WHAT IS BEING ASKED:
Return the lines below that contain the word "usize".

EXTRACTED DATA:

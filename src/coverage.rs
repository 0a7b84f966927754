//! Coverage descriptors: the immutable definition of a persisted
//! pyramid.

use byteorder::{ByteOrder, LittleEndian};

use crate::codec::{encode_self_consistent, markers, Compression};
use crate::error::{RastileError, RastileResult};
use crate::palette::Palette;
use crate::pixel::{Pixel, PixelType, Sample, SampleType};

/// Tile sides must lie in this range and divide by 16.
const TILE_MIN: u16 = 256;
const TILE_MAX: u16 = 1024;

/// Immutable descriptor for a persisted pyramid.
///
/// Levels 1:2, 1:4, 1:8 inherit the same descriptor with
/// proportionally larger resolutions.
#[derive(Debug, Clone)]
pub struct Coverage {
    name: String,
    sample_type: SampleType,
    pixel_type: PixelType,
    bands: u8,
    compression: Compression,
    quality: u8,
    tile_width: u16,
    tile_height: u16,
    srid: i32,
    x_resolution: f64,
    y_resolution: f64,
    no_data: Option<Pixel>,
    palette: Option<Palette>,
}

impl Coverage {
    /// Create a coverage descriptor, validating the encode
    /// self-consistency matrix, tile geometry and quality range.
    /// Paletted coverages must carry their palette.
    #[allow(clippy::too_many_arguments)]
    pub fn new(
        name: impl Into<String>,
        sample_type: SampleType,
        pixel_type: PixelType,
        bands: u8,
        compression: Compression,
        quality: u8,
        tile_width: u16,
        tile_height: u16,
        srid: i32,
        x_resolution: f64,
        y_resolution: f64,
        no_data: Option<Pixel>,
    ) -> RastileResult<Self> {
        Self::with_palette(
            name,
            sample_type,
            pixel_type,
            bands,
            compression,
            quality,
            tile_width,
            tile_height,
            srid,
            x_resolution,
            y_resolution,
            no_data,
            None,
        )
    }

    /// [`Coverage::new`] with an explicit palette for paletted
    /// coverages.
    #[allow(clippy::too_many_arguments)]
    pub fn with_palette(
        name: impl Into<String>,
        sample_type: SampleType,
        pixel_type: PixelType,
        bands: u8,
        compression: Compression,
        quality: u8,
        tile_width: u16,
        tile_height: u16,
        srid: i32,
        x_resolution: f64,
        y_resolution: f64,
        no_data: Option<Pixel>,
        palette: Option<Palette>,
    ) -> RastileResult<Self> {
        let name = name.into();
        if name.is_empty() {
            return Err(RastileError::invalid("coverage name must not be empty"));
        }
        if !encode_self_consistent(sample_type, pixel_type, bands, compression) {
            return Err(RastileError::unsupported(format!(
                "cannot encode {} {} x{} as {}",
                sample_type.label(),
                pixel_type.label(),
                bands,
                compression.label()
            )));
        }
        if quality > 100 {
            return Err(RastileError::invalid(format!(
                "quality {quality} outside 0..=100"
            )));
        }
        for (side, label) in [(tile_width, "width"), (tile_height, "height")] {
            if !(TILE_MIN..=TILE_MAX).contains(&side) || side % 16 != 0 {
                return Err(RastileError::invalid(format!(
                    "tile {label} {side} must be in {TILE_MIN}..={TILE_MAX} and divisible by 16"
                )));
            }
        }
        if x_resolution <= 0.0 || y_resolution <= 0.0 {
            return Err(RastileError::invalid("resolutions must be positive"));
        }
        if let Some(pixel) = &no_data {
            if pixel.sample_type() != sample_type
                || pixel.pixel_type() != pixel_type
                || pixel.bands() != bands
            {
                return Err(RastileError::invalid(
                    "NoData pixel does not match the coverage shape",
                ));
            }
        }
        match (pixel_type, &palette) {
            (PixelType::Palette, None) => {
                return Err(RastileError::invalid(
                    "palette coverage requires a palette",
                ))
            }
            (PixelType::Palette, Some(_)) | (_, None) => {}
            (_, Some(_)) => {
                return Err(RastileError::invalid(
                    "palette supplied for a non-palette coverage",
                ))
            }
        }
        Ok(Self {
            name,
            sample_type,
            pixel_type,
            bands,
            compression,
            quality,
            tile_width,
            tile_height,
            srid,
            x_resolution,
            y_resolution,
            no_data,
            palette,
        })
    }

    /// The coverage name, also the prefix of its DBMS tables.
    pub fn name(&self) -> &str {
        &self.name
    }

    /// The sample type of every band.
    pub fn sample_type(&self) -> SampleType {
        self.sample_type
    }

    /// The pixel interpretation.
    pub fn pixel_type(&self) -> PixelType {
        self.pixel_type
    }

    /// Number of bands.
    pub fn bands(&self) -> u8 {
        self.bands
    }

    /// The compression applied to tile payloads.
    pub fn compression(&self) -> Compression {
        self.compression
    }

    /// Lossy-codec quality in 0..=100.
    pub fn quality(&self) -> u8 {
        self.quality
    }

    /// Tile width in pixels.
    pub fn tile_width(&self) -> u16 {
        self.tile_width
    }

    /// Tile height in pixels.
    pub fn tile_height(&self) -> u16 {
        self.tile_height
    }

    /// Spatial reference identifier.
    pub fn srid(&self) -> i32 {
        self.srid
    }

    /// Horizontal resolution at pyramid level 0.
    pub fn x_resolution(&self) -> f64 {
        self.x_resolution
    }

    /// Vertical resolution at pyramid level 0.
    pub fn y_resolution(&self) -> f64 {
        self.y_resolution
    }

    /// The NoData pixel, if any.
    pub fn no_data(&self) -> Option<&Pixel> {
        self.no_data.as_ref()
    }

    /// The palette of a paletted coverage.
    pub fn palette(&self) -> Option<&Palette> {
        self.palette.as_ref()
    }

    /// Resolutions at the given pyramid level (each level doubles the
    /// pixel size).
    pub fn level_resolution(&self, level: u32) -> (f64, f64) {
        let factor = (1u64 << level.min(52)) as f64;
        (self.x_resolution * factor, self.y_resolution * factor)
    }
}

/// Serialize a NoData pixel to its DBMS blob form.
///
/// Every sample travels as a little-endian f64; all supported integer
/// sample types are exactly representable.
pub(crate) fn serialize_no_data(pixel: &Pixel) -> Vec<u8> {
    let mut blob = Vec::with_capacity(11 + pixel.bands() as usize * 10);
    blob.push(0x00);
    blob.push(markers::NO_DATA_START);
    blob.push(markers::LITTLE_ENDIAN);
    blob.push(pixel.sample_type().into());
    blob.push(pixel.pixel_type().into());
    blob.push(pixel.bands());
    for sample in pixel.samples() {
        blob.push(markers::SAMPLE_START);
        let mut word = [0u8; 8];
        LittleEndian::write_f64(&mut word, sample.as_f64());
        blob.extend_from_slice(&word);
        blob.push(markers::SAMPLE_END);
    }
    let crc = crc32fast::hash(&blob);
    let mut word = [0u8; 4];
    LittleEndian::write_u32(&mut word, crc);
    blob.extend_from_slice(&word);
    blob.push(markers::NO_DATA_END);
    blob
}

/// Deserialize a NoData pixel from its DBMS blob form.
pub(crate) fn deserialize_no_data(blob: &[u8]) -> RastileResult<Pixel> {
    if blob.len() < 11 {
        return Err(RastileError::corrupt("NoData blob too short"));
    }
    if blob[0] != 0x00 || blob[1] != markers::NO_DATA_START {
        return Err(RastileError::corrupt("NoData blob start signature"));
    }
    if blob[2] != markers::LITTLE_ENDIAN {
        return Err(RastileError::corrupt("NoData blob endian marker"));
    }
    let sample_type = SampleType::try_from(blob[3])
        .map_err(|_| RastileError::corrupt("NoData blob sample type"))?;
    let pixel_type =
        PixelType::try_from(blob[4]).map_err(|_| RastileError::corrupt("NoData blob pixel type"))?;
    let bands = blob[5];
    let expected = 11 + bands as usize * 10;
    if blob.len() != expected {
        return Err(RastileError::corrupt("NoData blob size mismatch"));
    }
    let crc_offset = expected - 5;
    let crc = crc32fast::hash(&blob[..crc_offset]);
    if crc != LittleEndian::read_u32(&blob[crc_offset..crc_offset + 4]) {
        return Err(RastileError::corrupt("NoData blob CRC mismatch"));
    }
    if blob[expected - 1] != markers::NO_DATA_END {
        return Err(RastileError::corrupt("NoData blob end signature"));
    }
    let mut pixel = Pixel::new(sample_type, pixel_type, bands)?;
    let mut offset = 6;
    for band in 0..bands {
        if blob[offset] != markers::SAMPLE_START || blob[offset + 9] != markers::SAMPLE_END {
            return Err(RastileError::corrupt("NoData blob sample framing"));
        }
        let value = LittleEndian::read_f64(&blob[offset + 1..offset + 9]);
        pixel.set_sample(band, sample_from_f64(sample_type, value)?)?;
        offset += 10;
    }
    Ok(pixel)
}

fn sample_from_f64(sample_type: SampleType, value: f64) -> RastileResult<Sample> {
    let out_of_range =
        || RastileError::corrupt(format!("NoData value {value} out of range for sample type"));
    Ok(match sample_type {
        SampleType::OneBit | SampleType::TwoBit | SampleType::FourBit | SampleType::UInt8 => {
            if !(0.0..=255.0).contains(&value) {
                return Err(out_of_range());
            }
            Sample::U8(value as u8)
        }
        SampleType::Int8 => {
            if !(-128.0..=127.0).contains(&value) {
                return Err(out_of_range());
            }
            Sample::I8(value as i8)
        }
        SampleType::UInt16 => {
            if !(0.0..=65535.0).contains(&value) {
                return Err(out_of_range());
            }
            Sample::U16(value as u16)
        }
        SampleType::Int16 => {
            if !(-32768.0..=32767.0).contains(&value) {
                return Err(out_of_range());
            }
            Sample::I16(value as i16)
        }
        SampleType::UInt32 => {
            if !(0.0..=u32::MAX as f64).contains(&value) {
                return Err(out_of_range());
            }
            Sample::U32(value as u32)
        }
        SampleType::Int32 => {
            if !(i32::MIN as f64..=i32::MAX as f64).contains(&value) {
                return Err(out_of_range());
            }
            Sample::I32(value as i32)
        }
        SampleType::Float32 => Sample::F32(value as f32),
        SampleType::Float64 => Sample::F64(value),
    })
}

SOLUTION:
    let mut blob = Vec::with_capacity(11 + pixel.bands() as usize * 10);
    let expected = 11 + bands as usize * 10;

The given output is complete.